Stored items from a collection:
<<<<
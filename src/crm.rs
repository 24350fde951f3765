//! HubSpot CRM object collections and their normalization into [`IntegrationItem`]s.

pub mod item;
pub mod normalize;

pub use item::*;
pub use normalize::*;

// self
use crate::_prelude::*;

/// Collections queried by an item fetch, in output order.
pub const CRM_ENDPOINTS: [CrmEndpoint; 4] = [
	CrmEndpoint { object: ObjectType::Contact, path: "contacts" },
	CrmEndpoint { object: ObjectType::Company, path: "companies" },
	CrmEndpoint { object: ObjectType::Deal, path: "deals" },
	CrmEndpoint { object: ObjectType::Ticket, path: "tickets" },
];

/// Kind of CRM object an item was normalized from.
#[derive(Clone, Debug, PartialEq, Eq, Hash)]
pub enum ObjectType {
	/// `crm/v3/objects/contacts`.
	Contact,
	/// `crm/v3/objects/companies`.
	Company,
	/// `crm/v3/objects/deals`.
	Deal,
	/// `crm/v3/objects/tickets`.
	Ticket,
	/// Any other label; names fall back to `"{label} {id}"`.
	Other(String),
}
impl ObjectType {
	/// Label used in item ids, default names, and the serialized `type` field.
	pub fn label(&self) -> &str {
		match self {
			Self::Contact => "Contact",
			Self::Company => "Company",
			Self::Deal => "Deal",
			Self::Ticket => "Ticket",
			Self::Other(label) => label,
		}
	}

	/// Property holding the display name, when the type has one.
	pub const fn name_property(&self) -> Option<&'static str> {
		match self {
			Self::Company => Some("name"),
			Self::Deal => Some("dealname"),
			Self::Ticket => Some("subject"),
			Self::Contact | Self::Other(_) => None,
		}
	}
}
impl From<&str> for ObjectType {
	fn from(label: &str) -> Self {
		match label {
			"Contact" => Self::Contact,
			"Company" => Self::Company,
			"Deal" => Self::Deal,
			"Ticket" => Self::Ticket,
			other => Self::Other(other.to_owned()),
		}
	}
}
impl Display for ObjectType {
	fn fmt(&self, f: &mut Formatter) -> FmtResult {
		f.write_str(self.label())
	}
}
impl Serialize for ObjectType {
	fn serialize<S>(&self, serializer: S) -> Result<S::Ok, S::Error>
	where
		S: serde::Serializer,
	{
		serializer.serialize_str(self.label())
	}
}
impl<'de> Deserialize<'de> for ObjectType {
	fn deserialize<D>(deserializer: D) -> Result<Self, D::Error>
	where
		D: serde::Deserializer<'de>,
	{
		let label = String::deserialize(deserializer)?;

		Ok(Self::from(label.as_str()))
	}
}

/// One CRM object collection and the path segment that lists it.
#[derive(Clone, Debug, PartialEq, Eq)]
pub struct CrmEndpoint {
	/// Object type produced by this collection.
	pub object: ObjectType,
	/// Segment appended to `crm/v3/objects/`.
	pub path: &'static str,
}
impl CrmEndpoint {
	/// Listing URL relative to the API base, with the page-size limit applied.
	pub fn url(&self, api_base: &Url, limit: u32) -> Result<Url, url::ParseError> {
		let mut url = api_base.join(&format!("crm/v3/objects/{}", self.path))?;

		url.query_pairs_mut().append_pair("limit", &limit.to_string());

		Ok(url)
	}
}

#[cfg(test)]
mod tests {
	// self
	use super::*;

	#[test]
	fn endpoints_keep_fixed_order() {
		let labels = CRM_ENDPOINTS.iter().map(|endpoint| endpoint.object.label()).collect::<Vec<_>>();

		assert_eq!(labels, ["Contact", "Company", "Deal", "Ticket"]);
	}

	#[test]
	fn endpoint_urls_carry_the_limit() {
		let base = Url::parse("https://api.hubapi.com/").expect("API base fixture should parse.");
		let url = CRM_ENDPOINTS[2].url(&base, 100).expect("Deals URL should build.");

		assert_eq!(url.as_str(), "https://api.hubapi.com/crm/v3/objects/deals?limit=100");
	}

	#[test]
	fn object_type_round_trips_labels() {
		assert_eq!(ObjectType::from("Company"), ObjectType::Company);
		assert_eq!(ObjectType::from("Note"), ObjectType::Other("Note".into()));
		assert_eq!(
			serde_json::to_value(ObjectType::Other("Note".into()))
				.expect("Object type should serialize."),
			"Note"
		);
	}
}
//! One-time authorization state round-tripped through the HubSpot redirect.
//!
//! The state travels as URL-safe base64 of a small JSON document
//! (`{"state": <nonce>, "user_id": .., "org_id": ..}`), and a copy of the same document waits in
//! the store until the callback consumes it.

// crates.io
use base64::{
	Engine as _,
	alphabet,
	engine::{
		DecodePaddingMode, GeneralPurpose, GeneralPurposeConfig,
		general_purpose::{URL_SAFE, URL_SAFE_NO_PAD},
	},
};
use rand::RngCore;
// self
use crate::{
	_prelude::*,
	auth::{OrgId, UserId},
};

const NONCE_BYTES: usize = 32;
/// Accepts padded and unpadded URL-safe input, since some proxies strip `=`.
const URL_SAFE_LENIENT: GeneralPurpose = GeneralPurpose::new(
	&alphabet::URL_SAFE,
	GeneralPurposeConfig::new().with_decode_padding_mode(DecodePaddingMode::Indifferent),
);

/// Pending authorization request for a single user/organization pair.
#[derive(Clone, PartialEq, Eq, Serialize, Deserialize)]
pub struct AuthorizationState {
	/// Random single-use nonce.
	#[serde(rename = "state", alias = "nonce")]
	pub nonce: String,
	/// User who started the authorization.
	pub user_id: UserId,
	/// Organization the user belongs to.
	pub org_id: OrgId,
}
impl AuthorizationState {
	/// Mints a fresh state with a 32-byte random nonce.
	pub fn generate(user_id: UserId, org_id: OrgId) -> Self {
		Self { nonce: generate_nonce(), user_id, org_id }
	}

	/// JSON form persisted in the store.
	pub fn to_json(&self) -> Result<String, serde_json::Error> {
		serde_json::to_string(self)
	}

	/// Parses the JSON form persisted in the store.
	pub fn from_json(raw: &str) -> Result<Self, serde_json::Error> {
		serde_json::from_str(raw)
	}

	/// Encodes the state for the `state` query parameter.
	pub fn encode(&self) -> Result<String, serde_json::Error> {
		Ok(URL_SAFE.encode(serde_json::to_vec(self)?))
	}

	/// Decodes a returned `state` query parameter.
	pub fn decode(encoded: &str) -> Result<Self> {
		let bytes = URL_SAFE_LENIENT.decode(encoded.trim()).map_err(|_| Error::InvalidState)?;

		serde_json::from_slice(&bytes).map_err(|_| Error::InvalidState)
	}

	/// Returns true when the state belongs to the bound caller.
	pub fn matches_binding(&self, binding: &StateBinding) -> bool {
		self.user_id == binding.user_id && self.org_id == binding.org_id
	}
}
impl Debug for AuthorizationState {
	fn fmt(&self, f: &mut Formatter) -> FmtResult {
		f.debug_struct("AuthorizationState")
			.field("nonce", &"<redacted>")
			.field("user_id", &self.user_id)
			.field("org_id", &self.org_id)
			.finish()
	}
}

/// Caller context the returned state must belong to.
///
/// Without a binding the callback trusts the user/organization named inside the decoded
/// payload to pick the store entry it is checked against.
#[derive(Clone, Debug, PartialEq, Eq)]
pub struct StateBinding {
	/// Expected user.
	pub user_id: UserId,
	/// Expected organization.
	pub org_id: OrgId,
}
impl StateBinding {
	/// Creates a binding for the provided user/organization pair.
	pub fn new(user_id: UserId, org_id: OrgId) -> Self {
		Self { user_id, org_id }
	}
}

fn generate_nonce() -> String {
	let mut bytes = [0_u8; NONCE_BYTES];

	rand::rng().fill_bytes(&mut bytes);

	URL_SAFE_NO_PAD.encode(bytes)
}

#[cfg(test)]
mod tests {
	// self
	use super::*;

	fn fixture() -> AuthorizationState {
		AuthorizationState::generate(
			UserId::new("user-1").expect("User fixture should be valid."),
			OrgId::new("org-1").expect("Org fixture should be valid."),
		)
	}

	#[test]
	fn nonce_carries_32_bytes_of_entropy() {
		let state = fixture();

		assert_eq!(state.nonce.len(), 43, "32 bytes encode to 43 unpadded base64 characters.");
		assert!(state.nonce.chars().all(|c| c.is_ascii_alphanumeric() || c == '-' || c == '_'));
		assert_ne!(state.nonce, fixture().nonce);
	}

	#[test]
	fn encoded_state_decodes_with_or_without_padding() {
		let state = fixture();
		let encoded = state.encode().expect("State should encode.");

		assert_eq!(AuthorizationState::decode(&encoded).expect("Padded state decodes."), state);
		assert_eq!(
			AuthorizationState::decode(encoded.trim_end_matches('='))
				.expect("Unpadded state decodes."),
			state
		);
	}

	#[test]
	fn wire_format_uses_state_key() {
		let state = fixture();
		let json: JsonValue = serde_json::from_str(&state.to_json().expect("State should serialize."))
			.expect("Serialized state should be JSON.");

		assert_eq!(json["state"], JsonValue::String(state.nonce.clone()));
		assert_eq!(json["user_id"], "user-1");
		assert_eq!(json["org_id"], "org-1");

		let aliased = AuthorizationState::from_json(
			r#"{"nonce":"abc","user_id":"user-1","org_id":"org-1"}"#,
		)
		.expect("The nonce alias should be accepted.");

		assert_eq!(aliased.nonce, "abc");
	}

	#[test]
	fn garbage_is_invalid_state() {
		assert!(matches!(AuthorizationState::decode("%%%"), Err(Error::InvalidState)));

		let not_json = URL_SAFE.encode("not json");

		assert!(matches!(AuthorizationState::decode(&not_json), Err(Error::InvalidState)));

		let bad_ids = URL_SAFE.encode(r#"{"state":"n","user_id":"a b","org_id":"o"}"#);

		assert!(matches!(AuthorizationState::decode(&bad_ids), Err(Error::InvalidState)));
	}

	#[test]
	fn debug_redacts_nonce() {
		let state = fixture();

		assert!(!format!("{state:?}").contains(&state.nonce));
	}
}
>>>>
<<<<
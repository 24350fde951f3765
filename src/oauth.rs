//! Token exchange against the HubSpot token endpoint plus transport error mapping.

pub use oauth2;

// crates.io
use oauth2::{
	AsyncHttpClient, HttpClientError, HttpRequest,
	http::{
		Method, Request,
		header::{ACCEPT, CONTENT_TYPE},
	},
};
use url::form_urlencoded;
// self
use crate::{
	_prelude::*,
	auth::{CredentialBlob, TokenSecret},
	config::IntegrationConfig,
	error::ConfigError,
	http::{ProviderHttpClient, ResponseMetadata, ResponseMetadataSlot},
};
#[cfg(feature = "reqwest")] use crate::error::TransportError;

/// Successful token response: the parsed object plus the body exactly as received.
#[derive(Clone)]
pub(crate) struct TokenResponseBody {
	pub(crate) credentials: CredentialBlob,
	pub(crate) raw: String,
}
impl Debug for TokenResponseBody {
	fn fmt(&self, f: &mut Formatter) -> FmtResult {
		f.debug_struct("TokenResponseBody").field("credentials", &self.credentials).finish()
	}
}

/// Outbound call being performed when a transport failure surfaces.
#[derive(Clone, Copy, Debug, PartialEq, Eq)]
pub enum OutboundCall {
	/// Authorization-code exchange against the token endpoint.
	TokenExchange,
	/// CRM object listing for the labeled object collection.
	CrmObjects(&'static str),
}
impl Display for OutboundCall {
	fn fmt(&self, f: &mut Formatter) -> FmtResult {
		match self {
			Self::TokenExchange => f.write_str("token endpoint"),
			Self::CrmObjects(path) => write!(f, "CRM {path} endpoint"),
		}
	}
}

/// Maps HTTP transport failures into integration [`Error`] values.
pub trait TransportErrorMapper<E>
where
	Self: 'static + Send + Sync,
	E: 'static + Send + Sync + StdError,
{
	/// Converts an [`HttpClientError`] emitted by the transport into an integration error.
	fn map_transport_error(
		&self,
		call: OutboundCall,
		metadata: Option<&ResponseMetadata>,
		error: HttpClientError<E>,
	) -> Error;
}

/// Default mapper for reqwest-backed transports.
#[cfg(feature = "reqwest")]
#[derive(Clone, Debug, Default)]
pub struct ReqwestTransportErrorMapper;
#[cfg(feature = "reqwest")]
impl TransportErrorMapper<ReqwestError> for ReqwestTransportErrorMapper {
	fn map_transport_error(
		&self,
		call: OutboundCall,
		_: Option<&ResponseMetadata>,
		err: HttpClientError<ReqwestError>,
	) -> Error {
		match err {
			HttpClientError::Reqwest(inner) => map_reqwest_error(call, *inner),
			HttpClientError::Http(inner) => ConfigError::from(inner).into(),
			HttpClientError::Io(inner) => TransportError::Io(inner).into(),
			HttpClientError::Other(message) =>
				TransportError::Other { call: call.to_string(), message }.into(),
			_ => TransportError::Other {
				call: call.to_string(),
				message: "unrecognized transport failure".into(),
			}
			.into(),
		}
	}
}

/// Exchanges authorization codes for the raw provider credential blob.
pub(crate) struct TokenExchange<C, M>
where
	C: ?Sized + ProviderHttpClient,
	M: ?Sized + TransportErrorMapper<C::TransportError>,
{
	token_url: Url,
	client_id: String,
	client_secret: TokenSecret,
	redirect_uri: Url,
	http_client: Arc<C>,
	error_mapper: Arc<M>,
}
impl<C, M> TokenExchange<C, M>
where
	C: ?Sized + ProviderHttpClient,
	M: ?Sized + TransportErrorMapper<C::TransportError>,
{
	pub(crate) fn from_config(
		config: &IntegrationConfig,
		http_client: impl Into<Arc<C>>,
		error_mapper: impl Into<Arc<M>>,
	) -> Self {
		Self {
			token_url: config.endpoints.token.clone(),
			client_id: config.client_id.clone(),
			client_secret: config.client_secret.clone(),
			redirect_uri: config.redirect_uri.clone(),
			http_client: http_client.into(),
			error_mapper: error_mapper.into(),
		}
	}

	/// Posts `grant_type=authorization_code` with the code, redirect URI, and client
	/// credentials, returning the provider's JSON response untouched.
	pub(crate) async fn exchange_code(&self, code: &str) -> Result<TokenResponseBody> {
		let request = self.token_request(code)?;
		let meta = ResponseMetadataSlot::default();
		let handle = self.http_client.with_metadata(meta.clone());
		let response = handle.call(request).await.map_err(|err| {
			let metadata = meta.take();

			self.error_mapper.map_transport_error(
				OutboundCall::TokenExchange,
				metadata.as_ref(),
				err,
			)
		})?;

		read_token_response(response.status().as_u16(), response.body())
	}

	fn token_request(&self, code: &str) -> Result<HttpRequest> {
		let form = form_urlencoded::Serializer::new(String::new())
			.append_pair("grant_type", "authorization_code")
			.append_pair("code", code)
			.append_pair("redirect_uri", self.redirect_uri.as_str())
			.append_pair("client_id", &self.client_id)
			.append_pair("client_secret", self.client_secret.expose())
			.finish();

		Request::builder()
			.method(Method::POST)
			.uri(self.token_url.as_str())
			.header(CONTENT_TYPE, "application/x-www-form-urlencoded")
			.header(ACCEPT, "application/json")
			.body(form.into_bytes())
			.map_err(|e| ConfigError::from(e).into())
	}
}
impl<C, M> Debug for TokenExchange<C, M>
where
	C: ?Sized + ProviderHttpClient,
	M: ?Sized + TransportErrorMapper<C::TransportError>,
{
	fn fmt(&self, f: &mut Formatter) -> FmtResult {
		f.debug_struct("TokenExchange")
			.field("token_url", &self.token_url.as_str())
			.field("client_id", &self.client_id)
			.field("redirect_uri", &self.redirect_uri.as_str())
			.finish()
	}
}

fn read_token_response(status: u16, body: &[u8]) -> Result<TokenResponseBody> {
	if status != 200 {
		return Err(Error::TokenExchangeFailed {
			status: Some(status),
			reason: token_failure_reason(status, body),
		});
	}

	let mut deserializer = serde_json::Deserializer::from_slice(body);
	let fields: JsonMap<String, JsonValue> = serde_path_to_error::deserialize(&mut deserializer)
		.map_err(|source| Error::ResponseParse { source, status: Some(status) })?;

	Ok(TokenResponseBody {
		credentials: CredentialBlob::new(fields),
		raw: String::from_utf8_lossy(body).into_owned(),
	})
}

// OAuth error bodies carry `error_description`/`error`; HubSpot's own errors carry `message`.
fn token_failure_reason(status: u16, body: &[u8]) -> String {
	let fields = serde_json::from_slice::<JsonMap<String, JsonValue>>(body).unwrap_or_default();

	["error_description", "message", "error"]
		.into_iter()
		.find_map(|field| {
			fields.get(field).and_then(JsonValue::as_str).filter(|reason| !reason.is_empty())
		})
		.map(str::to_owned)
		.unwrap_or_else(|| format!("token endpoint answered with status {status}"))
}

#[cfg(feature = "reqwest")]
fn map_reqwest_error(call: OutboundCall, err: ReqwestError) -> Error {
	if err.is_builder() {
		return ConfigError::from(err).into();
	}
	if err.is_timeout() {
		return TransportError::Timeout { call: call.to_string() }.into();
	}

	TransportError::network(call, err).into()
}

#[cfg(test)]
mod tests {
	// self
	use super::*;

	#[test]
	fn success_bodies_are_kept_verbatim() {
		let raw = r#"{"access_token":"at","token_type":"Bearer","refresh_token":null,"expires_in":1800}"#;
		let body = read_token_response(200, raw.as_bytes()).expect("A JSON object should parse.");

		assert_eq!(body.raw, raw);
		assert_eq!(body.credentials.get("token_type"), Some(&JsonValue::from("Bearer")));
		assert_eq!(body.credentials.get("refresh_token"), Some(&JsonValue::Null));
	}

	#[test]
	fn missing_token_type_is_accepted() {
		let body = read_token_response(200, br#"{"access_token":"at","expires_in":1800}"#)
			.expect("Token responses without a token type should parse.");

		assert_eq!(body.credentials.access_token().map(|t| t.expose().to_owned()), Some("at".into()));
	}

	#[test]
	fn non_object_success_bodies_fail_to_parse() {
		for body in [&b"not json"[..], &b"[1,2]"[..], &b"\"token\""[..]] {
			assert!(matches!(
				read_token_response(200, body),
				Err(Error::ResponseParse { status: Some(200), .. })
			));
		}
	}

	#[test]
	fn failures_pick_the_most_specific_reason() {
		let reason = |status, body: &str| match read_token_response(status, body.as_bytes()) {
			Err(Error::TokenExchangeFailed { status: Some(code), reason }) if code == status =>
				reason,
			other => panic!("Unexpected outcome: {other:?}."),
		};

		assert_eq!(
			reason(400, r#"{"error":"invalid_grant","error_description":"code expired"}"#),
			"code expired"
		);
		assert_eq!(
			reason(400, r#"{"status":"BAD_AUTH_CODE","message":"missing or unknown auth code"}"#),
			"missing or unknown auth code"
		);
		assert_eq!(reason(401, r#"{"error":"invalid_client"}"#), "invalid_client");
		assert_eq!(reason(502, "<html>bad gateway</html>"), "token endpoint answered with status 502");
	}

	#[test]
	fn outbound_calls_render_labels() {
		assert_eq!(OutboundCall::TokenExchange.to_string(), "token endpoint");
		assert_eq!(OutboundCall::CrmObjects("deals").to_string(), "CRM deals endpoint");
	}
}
>>>>
** Activity **
Filter the lines above, keeping each one that contains the string "StateBinding".

** Problem solution **
	pub fn matches_binding(&self, binding: &StateBinding) -> bool {
pub struct StateBinding {
impl StateBinding {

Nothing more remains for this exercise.